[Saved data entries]

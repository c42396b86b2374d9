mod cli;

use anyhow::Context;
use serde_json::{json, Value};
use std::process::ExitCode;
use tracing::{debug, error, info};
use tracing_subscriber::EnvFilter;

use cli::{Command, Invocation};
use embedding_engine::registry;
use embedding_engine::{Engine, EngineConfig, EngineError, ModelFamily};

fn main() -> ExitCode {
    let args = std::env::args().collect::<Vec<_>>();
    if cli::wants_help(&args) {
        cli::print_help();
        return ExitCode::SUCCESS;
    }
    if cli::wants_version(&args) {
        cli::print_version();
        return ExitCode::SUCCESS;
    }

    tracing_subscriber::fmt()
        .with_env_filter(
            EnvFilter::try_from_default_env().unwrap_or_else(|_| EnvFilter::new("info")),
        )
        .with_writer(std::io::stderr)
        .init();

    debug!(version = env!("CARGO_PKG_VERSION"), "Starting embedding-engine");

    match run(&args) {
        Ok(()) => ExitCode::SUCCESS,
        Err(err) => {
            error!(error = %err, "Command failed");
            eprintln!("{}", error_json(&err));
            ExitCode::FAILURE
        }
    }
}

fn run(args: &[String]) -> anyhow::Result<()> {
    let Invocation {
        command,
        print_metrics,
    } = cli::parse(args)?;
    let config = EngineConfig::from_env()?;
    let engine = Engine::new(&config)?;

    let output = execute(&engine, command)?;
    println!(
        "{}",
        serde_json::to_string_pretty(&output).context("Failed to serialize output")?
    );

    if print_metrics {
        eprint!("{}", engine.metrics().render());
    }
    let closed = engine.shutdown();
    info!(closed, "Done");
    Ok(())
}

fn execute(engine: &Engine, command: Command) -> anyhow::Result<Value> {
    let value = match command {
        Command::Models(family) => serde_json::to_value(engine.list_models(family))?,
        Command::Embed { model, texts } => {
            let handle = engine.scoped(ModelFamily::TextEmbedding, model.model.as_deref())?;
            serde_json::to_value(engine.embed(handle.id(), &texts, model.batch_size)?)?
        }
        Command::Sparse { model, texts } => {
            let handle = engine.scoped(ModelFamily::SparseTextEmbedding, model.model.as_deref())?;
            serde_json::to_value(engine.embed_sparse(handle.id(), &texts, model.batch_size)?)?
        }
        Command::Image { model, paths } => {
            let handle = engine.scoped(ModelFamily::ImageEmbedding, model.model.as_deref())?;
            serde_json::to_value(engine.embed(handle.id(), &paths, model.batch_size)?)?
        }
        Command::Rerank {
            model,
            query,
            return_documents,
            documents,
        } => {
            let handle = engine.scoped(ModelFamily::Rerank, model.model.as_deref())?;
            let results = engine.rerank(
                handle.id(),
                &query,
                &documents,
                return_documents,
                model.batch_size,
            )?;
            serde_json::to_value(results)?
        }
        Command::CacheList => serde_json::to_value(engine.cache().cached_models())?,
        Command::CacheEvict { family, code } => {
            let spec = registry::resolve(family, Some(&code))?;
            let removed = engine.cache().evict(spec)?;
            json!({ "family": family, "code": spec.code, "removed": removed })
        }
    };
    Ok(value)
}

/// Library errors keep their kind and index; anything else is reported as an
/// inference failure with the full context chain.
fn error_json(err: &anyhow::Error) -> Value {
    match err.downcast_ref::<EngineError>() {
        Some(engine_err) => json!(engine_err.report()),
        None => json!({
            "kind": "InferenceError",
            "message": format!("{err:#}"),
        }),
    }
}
* * *
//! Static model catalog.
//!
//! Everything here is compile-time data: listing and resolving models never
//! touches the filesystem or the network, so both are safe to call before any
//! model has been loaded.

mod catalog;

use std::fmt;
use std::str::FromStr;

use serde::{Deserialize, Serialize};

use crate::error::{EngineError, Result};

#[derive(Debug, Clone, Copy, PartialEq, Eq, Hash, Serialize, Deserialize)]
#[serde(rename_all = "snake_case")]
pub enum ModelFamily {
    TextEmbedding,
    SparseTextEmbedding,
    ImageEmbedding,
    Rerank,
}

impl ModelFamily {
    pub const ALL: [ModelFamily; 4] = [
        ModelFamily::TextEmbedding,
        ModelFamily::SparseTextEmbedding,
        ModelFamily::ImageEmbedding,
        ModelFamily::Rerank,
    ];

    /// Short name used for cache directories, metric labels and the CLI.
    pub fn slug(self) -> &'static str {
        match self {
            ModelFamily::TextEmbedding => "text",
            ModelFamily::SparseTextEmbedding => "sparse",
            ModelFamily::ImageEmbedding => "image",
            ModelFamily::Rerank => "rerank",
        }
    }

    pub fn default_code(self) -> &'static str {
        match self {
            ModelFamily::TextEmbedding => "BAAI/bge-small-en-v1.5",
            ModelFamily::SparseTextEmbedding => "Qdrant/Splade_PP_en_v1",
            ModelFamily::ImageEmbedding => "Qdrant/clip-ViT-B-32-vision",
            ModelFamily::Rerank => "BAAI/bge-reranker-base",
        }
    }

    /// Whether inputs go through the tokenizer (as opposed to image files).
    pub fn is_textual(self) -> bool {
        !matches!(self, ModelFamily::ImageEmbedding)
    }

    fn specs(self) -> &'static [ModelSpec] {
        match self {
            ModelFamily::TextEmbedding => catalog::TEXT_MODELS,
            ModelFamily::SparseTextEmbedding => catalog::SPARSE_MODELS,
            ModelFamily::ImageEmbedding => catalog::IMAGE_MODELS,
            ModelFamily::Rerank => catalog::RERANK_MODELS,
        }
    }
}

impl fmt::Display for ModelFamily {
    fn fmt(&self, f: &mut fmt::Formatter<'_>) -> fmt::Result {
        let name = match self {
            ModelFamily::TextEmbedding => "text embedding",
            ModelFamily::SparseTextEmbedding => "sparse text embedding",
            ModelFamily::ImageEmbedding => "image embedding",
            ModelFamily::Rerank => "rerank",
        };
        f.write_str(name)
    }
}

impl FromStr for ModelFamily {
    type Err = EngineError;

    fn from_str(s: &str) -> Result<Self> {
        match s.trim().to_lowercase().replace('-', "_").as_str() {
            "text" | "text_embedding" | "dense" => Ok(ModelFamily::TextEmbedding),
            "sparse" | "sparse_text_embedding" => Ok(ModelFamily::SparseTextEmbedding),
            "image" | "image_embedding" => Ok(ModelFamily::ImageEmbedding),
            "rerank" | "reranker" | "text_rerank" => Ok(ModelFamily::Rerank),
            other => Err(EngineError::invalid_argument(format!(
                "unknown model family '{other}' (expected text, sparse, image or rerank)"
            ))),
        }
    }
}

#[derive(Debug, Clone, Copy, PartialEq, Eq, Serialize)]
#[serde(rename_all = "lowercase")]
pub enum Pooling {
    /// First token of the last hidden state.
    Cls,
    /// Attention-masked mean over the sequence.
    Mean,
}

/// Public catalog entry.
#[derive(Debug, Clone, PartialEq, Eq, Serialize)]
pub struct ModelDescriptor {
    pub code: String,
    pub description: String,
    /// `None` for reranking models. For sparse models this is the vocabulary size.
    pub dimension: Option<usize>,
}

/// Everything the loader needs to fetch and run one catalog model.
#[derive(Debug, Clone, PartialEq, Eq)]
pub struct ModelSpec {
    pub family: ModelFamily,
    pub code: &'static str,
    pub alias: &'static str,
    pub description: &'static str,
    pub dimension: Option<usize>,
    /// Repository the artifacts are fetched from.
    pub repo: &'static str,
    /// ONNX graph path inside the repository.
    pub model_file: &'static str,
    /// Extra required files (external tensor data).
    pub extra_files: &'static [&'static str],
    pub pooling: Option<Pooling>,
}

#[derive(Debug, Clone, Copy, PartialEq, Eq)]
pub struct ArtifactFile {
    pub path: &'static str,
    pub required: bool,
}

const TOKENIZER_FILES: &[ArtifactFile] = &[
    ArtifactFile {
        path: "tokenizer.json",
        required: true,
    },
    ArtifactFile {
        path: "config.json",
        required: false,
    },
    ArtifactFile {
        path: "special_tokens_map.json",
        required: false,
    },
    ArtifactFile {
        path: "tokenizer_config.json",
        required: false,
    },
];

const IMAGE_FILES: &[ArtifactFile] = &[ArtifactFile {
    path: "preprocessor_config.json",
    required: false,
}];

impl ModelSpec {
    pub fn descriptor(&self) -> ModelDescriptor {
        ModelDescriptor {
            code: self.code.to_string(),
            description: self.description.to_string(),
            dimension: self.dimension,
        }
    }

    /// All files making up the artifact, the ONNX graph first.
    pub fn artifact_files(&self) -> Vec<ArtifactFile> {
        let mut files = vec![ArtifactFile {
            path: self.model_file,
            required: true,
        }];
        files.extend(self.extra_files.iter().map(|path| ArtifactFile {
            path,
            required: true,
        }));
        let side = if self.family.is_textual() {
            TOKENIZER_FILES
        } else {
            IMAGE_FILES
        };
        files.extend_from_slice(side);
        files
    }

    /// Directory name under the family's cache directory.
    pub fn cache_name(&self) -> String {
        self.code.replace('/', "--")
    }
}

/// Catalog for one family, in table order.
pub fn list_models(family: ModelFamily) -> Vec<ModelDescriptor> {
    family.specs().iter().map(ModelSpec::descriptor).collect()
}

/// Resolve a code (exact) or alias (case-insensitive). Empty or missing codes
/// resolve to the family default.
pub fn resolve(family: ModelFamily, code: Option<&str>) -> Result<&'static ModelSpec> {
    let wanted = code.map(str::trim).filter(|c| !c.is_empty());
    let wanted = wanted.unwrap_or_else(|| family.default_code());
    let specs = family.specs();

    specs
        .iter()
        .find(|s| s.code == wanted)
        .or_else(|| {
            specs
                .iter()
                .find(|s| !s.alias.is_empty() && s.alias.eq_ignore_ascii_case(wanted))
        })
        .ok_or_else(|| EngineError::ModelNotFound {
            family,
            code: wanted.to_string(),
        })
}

* **Your assignment**
Give the number of lines in the records that hold the word "BAAI", with no other words.

* **Exercise result**
2